__PROBLEM STATEMENT__. Scan the records for the word "enum". Copy each line that includes it.

__RECORDS FOR THIS TASK__.
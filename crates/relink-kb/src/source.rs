//! Supported knowledge bases and their source formats.

use relink_common::{EntityType, RelinkError, Result};
use serde::{Deserialize, Serialize};

/// Creation-year cutoff for MeSH records; later additions are ignored so the
/// vocabulary matches the evaluation corpora.
pub const MESH_CUTOFF_YEAR: i32 = 2014;

/// Raw encoding a knowledge base ships in.
#[derive(Debug, Clone, Copy, PartialEq, Eq)]
pub enum SourceFormat {
    /// Hierarchical ontology in OBO stanzas.
    Obo,
    /// Single tab-separated table with pipe-delimited multi-value columns.
    Tabular,
    /// MeSH descriptor + supplement XML pair.
    MeshXml,
}

/// One of the supported knowledge bases. Each variant fixes the source
/// format, the designated root concept, and the entity type tag written
/// into the candidate files.
#[derive(Debug, Clone, Copy, PartialEq, Eq, Hash, Serialize, Deserialize)]
#[serde(rename_all = "snake_case")]
pub enum KbSource {
    /// MEDIC disease vocabulary (CTD_diseases.obo).
    Medic,
    /// CTD chemical vocabulary (CTD_chemicals.tsv).
    CtdChemicals,
    /// MeSH diseases subtree (letter C).
    MeshDiseases,
    /// MeSH chemicals and drugs subtree (letter D).
    MeshChemicals,
}

impl KbSource {
    pub fn parse(kb: &str) -> Result<Self> {
        match kb {
            "medic" => Ok(KbSource::Medic),
            "ctd_chem" => Ok(KbSource::CtdChemicals),
            "mesh_dis" => Ok(KbSource::MeshDiseases),
            "mesh_chem" => Ok(KbSource::MeshChemicals),
            other => Err(RelinkError::UnknownKb(other.to_string())),
        }
    }

    pub fn as_str(&self) -> &'static str {
        match self {
            KbSource::Medic => "medic",
            KbSource::CtdChemicals => "ctd_chem",
            KbSource::MeshDiseases => "mesh_dis",
            KbSource::MeshChemicals => "mesh_chem",
        }
    }

    pub fn format(&self) -> SourceFormat {
        match self {
            KbSource::Medic => SourceFormat::Obo,
            KbSource::CtdChemicals => SourceFormat::Tabular,
            KbSource::MeshDiseases | KbSource::MeshChemicals => SourceFormat::MeshXml,
        }
    }

    pub fn entity_type(&self) -> EntityType {
        match self {
            KbSource::Medic | KbSource::MeshDiseases => EntityType::Disease,
            KbSource::CtdChemicals | KbSource::MeshChemicals => EntityType::Chemical,
        }
    }

    /// Designated root concept id, also the parent substituted for MeSH tree
    /// numbers with no remainder.
    pub fn root_id(&self) -> &'static str {
        match self {
            KbSource::Medic | KbSource::MeshDiseases => "C",
            KbSource::CtdChemicals | KbSource::MeshChemicals => "D",
        }
    }

    pub fn root_name(&self) -> &'static str {
        match self {
            KbSource::Medic | KbSource::MeshDiseases => "Diseases",
            KbSource::CtdChemicals | KbSource::MeshChemicals => "Chemicals",
        }
    }

    /// Identifier prefixes a concept must carry to be kept, unless the
    /// caller opts into root variants. Only MEDIC mixes ranges (MeSH C/D
    /// ids next to OMIM numbers).
    pub fn restricted_id_prefixes(&self) -> Option<&'static [char]> {
        match self {
            KbSource::Medic => Some(&['C', 'D']),
            _ => None,
        }
    }

    /// Subtree letter selecting descriptors from the MeSH trees.
    pub fn subtree_letter(&self) -> Option<char> {
        match self {
            KbSource::MeshDiseases => Some('C'),
            KbSource::MeshChemicals => Some('D'),
            _ => None,
        }
    }

    // ── Raw distribution file names ───────────────────────────────────────

    pub fn raw_file(&self) -> &'static str {
        match self {
            KbSource::Medic => "CTD_diseases.obo",
            KbSource::CtdChemicals => "CTD_chemicals.tsv",
            KbSource::MeshDiseases | KbSource::MeshChemicals => "desc2014.xml",
        }
    }

    pub fn descriptor_file(&self) -> &'static str {
        "desc2014.xml"
    }

    pub fn supplement_file(&self) -> &'static str {
        "supp2014.xml"
    }
}

impl std::fmt::Display for KbSource {
    fn fmt(&self, f: &mut std::fmt::Formatter<'_>) -> std::fmt::Result {
        f.write_str(self.as_str())
    }
}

__TASK ANSWER__.
pub enum SourceFormat {
pub enum KbSource {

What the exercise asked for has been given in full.